PROBLEM DETAILS: Would you write out, word for word, each line of the records below from the top through the one holding "let max_position: Option<i64>"?

Collected data:
★ ★ ★ ★ ★

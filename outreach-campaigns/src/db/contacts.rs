//! Campaign contact database operations
//!
//! Each contact is its own row keyed by `(campaign_id, email)`. Every
//! mutation bumps `version`, so writers holding a stale read can detect it
//! instead of silently overwriting a concurrent change.

use chrono::{DateTime, Utc};
use outreach_common::models::{Contact, NewContact, PipelineStage, PipelineSummary};
use outreach_common::{Error, Result};
use sqlx::sqlite::SqliteRow;
use sqlx::{Row, SqliteConnection, SqlitePool};
use std::collections::HashSet;
use uuid::Uuid;

use super::{parse_optional_timestamp, parse_timestamp};

const CONTACT_COLUMNS: &str = "email, business_name, listing_id, phone, city, industry, metadata, \
     pipeline_stage, current_step, last_sent_at, added_at, updated_at, version";

/// Result of appending contacts to a campaign
#[derive(Debug, Clone, Copy, Default, PartialEq, Eq)]
pub struct AddContactsOutcome {
    pub added: usize,
    /// Already in the campaign, repeated within the batch, or blank
    pub skipped_duplicates: usize,
}

/// Append contacts in the given order, skipping emails the campaign already has
pub async fn insert_contacts(
    pool: &SqlitePool,
    campaign_id: Uuid,
    contacts: Vec<NewContact>,
) -> Result<AddContactsOutcome> {
    let mut tx = pool.begin().await?;
    let campaign_id_str = campaign_id.to_string();

    let max_position: Option<i64> =
        sqlx::query_scalar("SELECT MAX(position) FROM campaign_contacts WHERE campaign_id = ?")
            .bind(&campaign_id_str)
            .fetch_one(&mut *tx)
            .await?;
    let mut next_position = max_position.map(|p| p + 1).unwrap_or(0);

    let now = Utc::now();
    let mut seen = HashSet::new();
    let mut outcome = AddContactsOutcome::default();

    for new_contact in contacts {
        let contact = new_contact.into_contact(now);
        if contact.email.is_empty() || !seen.insert(contact.email.clone()) {
            outcome.skipped_duplicates += 1;
            continue;
        }

        let metadata = serde_json::to_string(&contact.metadata)
            .map_err(|e| Error::Internal(format!("Failed to serialize metadata: {}", e)))?;

        let result = sqlx::query(
            r#"
            INSERT INTO campaign_contacts (
                campaign_id, email, business_name, listing_id, phone, city, industry,
                metadata, pipeline_stage, current_step, added_at, position, version
            ) VALUES (?, ?, ?, ?, ?, ?, ?, ?, ?, ?, ?, ?, 0)
            ON CONFLICT(campaign_id, email) DO NOTHING
            "#,
        )
        .bind(&campaign_id_str)
        .bind(&contact.email)
        .bind(&contact.business_name)
        .bind(&contact.listing_id)
        .bind(&contact.phone)
        .bind(&contact.city)
        .bind(&contact.industry)
        .bind(metadata)
        .bind(contact.pipeline_stage.as_str())
        .bind(contact.current_step as i64)
        .bind(contact.added_at.to_rfc3339())
        .bind(next_position)
        .execute(&mut *tx)
        .await?;

        if result.rows_affected() == 1 {
            outcome.added += 1;
            next_position += 1;
        } else {
            outcome.skipped_duplicates += 1;
        }
    }

    tx.commit().await?;

    tracing::debug!(
        campaign_id = %campaign_id,
        added = outcome.added,
        skipped = outcome.skipped_duplicates,
        "Contacts appended"
    );

    Ok(outcome)
}

/// Contacts in insertion order, optionally restricted to one stage
pub async fn list_contacts(
    pool: &SqlitePool,
    campaign_id: Uuid,
    stage: Option<PipelineStage>,
) -> Result<Vec<Contact>> {
    let rows = match stage {
        Some(stage) => {
            sqlx::query(&format!(
                "SELECT {} FROM campaign_contacts WHERE campaign_id = ? AND pipeline_stage = ? ORDER BY position",
                CONTACT_COLUMNS
            ))
            .bind(campaign_id.to_string())
            .bind(stage.as_str())
            .fetch_all(pool)
            .await?
        }
        None => {
            sqlx::query(&format!(
                "SELECT {} FROM campaign_contacts WHERE campaign_id = ? ORDER BY position",
                CONTACT_COLUMNS
            ))
            .bind(campaign_id.to_string())
            .fetch_all(pool)
            .await?
        }
    };

    rows.iter().map(contact_from_row).collect()
}

/// Number of contacts owned by a campaign
pub async fn count_contacts(pool: &SqlitePool, campaign_id: Uuid) -> Result<i64> {
    let count: i64 =
        sqlx::query_scalar("SELECT COUNT(*) FROM campaign_contacts WHERE campaign_id = ?")
            .bind(campaign_id.to_string())
            .fetch_one(pool)
            .await?;
    Ok(count)
}

/// Per-stage contact counts for a campaign
pub async fn stage_counts(pool: &SqlitePool, campaign_id: Uuid) -> Result<PipelineSummary> {
    let rows = sqlx::query(
        r#"
        SELECT pipeline_stage, COUNT(*) AS count
        FROM campaign_contacts
        WHERE campaign_id = ?
        GROUP BY pipeline_stage
        "#,
    )
    .bind(campaign_id.to_string())
    .fetch_all(pool)
    .await?;

    let mut summary = PipelineSummary::default();
    for row in rows {
        let stage: String = row.get("pipeline_stage");
        let count: i64 = row.get("count");
        summary.add(stage.parse()?, count.max(0) as usize);
    }
    Ok(summary)
}

/// Operator edit of one contact's stage and/or step
///
/// Returns false when the campaign has no contact with that email.
pub async fn update_contact(
    pool: &SqlitePool,
    campaign_id: Uuid,
    email: &str,
    stage: Option<PipelineStage>,
    current_step: Option<u32>,
) -> Result<bool> {
    let result = sqlx::query(
        r#"
        UPDATE campaign_contacts
        SET pipeline_stage = COALESCE(?, pipeline_stage),
            current_step = COALESCE(?, current_step),
            updated_at = ?,
            version = version + 1
        WHERE campaign_id = ? AND email = ?
        "#,
    )
    .bind(stage.map(|s| s.as_str()))
    .bind(current_step.map(|s| s as i64))
    .bind(Utc::now().to_rfc3339())
    .bind(campaign_id.to_string())
    .bind(email)
    .execute(pool)
    .await?;

    Ok(result.rows_affected() == 1)
}

/// Mark a contact as having received `step`, conditioned on its version
///
/// Runs on the caller's connection so it can share a transaction with the
/// campaign counter update. Returns false when the row was changed since
/// `expected_version` was read.
pub async fn advance_after_send(
    conn: &mut SqliteConnection,
    campaign_id: Uuid,
    email: &str,
    expected_version: i64,
    step: u32,
    sent_at: DateTime<Utc>,
) -> Result<bool> {
    let sent_at = sent_at.to_rfc3339();
    let result = sqlx::query(
        r#"
        UPDATE campaign_contacts
        SET pipeline_stage = 'contacted',
            current_step = ?,
            last_sent_at = ?,
            updated_at = ?,
            version = version + 1
        WHERE campaign_id = ? AND email = ? AND version = ?
        "#,
    )
    .bind(step as i64)
    .bind(&sent_at)
    .bind(&sent_at)
    .bind(campaign_id.to_string())
    .bind(email)
    .bind(expected_version)
    .execute(conn)
    .await?;

    Ok(result.rows_affected() == 1)
}

fn contact_from_row(row: &SqliteRow) -> Result<Contact> {
    let metadata: String = row.get("metadata");
    let metadata = serde_json::from_str(&metadata)
        .map_err(|e| Error::Internal(format!("Failed to deserialize metadata: {}", e)))?;

    let stage: String = row.get("pipeline_stage");
    let added_at: String = row.get("added_at");
    let current_step: i64 = row.get("current_step");

    Ok(Contact {
        email: row.get("email"),
        business_name: row.get("business_name"),
        listing_id: row.get("listing_id"),
        phone: row.get("phone"),
        city: row.get("city"),
        industry: row.get("industry"),
        metadata,
        pipeline_stage: stage.parse()?,
        current_step: current_step.max(0) as u32,
        last_sent_at: parse_optional_timestamp("last_sent_at", row.get("last_sent_at"))?,
        added_at: parse_timestamp("added_at", &added_at)?,
        updated_at: parse_optional_timestamp("updated_at", row.get("updated_at"))?,
        version: row.get("version"),
    })
}

#[cfg(test)]
mod tests {
    use super::*;
    use crate::db::campaigns::insert_campaign;
    use outreach_common::models::Campaign;

    async fn setup() -> (SqlitePool, Uuid) {
        let pool = sqlx::sqlite::SqlitePoolOptions::new()
            .max_connections(1)
            .connect("sqlite::memory:")
            .await
            .unwrap();
        outreach_common::db::init_schema(&pool).await.unwrap();

        let campaign = Campaign::new("Test", "", Vec::new());
        insert_campaign(&pool, &campaign).await.unwrap();
        (pool, campaign.id)
    }

    #[tokio::test]
    async fn test_insert_skips_duplicates_and_keeps_order() {
        let (pool, campaign_id) = setup().await;

        let outcome = insert_contacts(
            &pool,
            campaign_id,
            vec![
                NewContact::new("b@x.test", Some("Bravo")),
                NewContact::new("a@x.test", Some("Alpha")),
                NewContact::new("b@x.test", Some("Bravo again")),
                NewContact::new("  ", None),
            ],
        )
        .await
        .unwrap();
        assert_eq!(outcome, AddContactsOutcome { added: 2, skipped_duplicates: 2 });

        let outcome = insert_contacts(
            &pool,
            campaign_id,
            vec![NewContact::new("a@x.test", None), NewContact::new("c@x.test", None)],
        )
        .await
        .unwrap();
        assert_eq!(outcome, AddContactsOutcome { added: 1, skipped_duplicates: 1 });

        let emails: Vec<String> = list_contacts(&pool, campaign_id, None)
            .await
            .unwrap()
            .into_iter()
            .map(|c| c.email)
            .collect();
        assert_eq!(emails, vec!["b@x.test", "a@x.test", "c@x.test"]);
        assert_eq!(count_contacts(&pool, campaign_id).await.unwrap(), 3);
    }

    #[tokio::test]
    async fn test_update_contact_bumps_version() {
        let (pool, campaign_id) = setup().await;
        insert_contacts(&pool, campaign_id, vec![NewContact::new("a@x.test", None)])
            .await
            .unwrap();

        assert!(update_contact(&pool, campaign_id, "a@x.test", Some(PipelineStage::Replied), None)
            .await
            .unwrap());
        assert!(!update_contact(&pool, campaign_id, "nobody@x.test", Some(PipelineStage::Gold), None)
            .await
            .unwrap());

        let summary = stage_counts(&pool, campaign_id).await.unwrap();
        assert_eq!(summary.replied, 1);
        assert_eq!(summary.new, 0);
        assert_eq!(summary.total(), 1);

        let replied = list_contacts(&pool, campaign_id, Some(PipelineStage::Replied))
            .await
            .unwrap();
        assert_eq!(replied.len(), 1);
        assert_eq!(replied[0].version, 1);
        assert_eq!(replied[0].current_step, 0);
        assert!(replied[0].updated_at.is_some());
    }
}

★ ★ ★ ★ ★

TASK ANSWER:
filename outreach-campaigns/src/db/contacts.rs
//! Campaign contact database operations
//!
//! Each contact is its own row keyed by `(campaign_id, email)`. Every
//! mutation bumps `version`, so writers holding a stale read can detect it
//! instead of silently overwriting a concurrent change.

use chrono::{DateTime, Utc};
use outreach_common::models::{Contact, NewContact, PipelineStage, PipelineSummary};
use outreach_common::{Error, Result};
use sqlx::sqlite::SqliteRow;
use sqlx::{Row, SqliteConnection, SqlitePool};
use std::collections::HashSet;
use uuid::Uuid;

use super::{parse_optional_timestamp, parse_timestamp};

const CONTACT_COLUMNS: &str = "email, business_name, listing_id, phone, city, industry, metadata, \
     pipeline_stage, current_step, last_sent_at, added_at, updated_at, version";

/// Result of appending contacts to a campaign
#[derive(Debug, Clone, Copy, Default, PartialEq, Eq)]
pub struct AddContactsOutcome {
    pub added: usize,
    /// Already in the campaign, repeated within the batch, or blank
    pub skipped_duplicates: usize,
}

/// Append contacts in the given order, skipping emails the campaign already has
pub async fn insert_contacts(
    pool: &SqlitePool,
    campaign_id: Uuid,
    contacts: Vec<NewContact>,
) -> Result<AddContactsOutcome> {
    let mut tx = pool.begin().await?;
    let campaign_id_str = campaign_id.to_string();

    let max_position: Option<i64> =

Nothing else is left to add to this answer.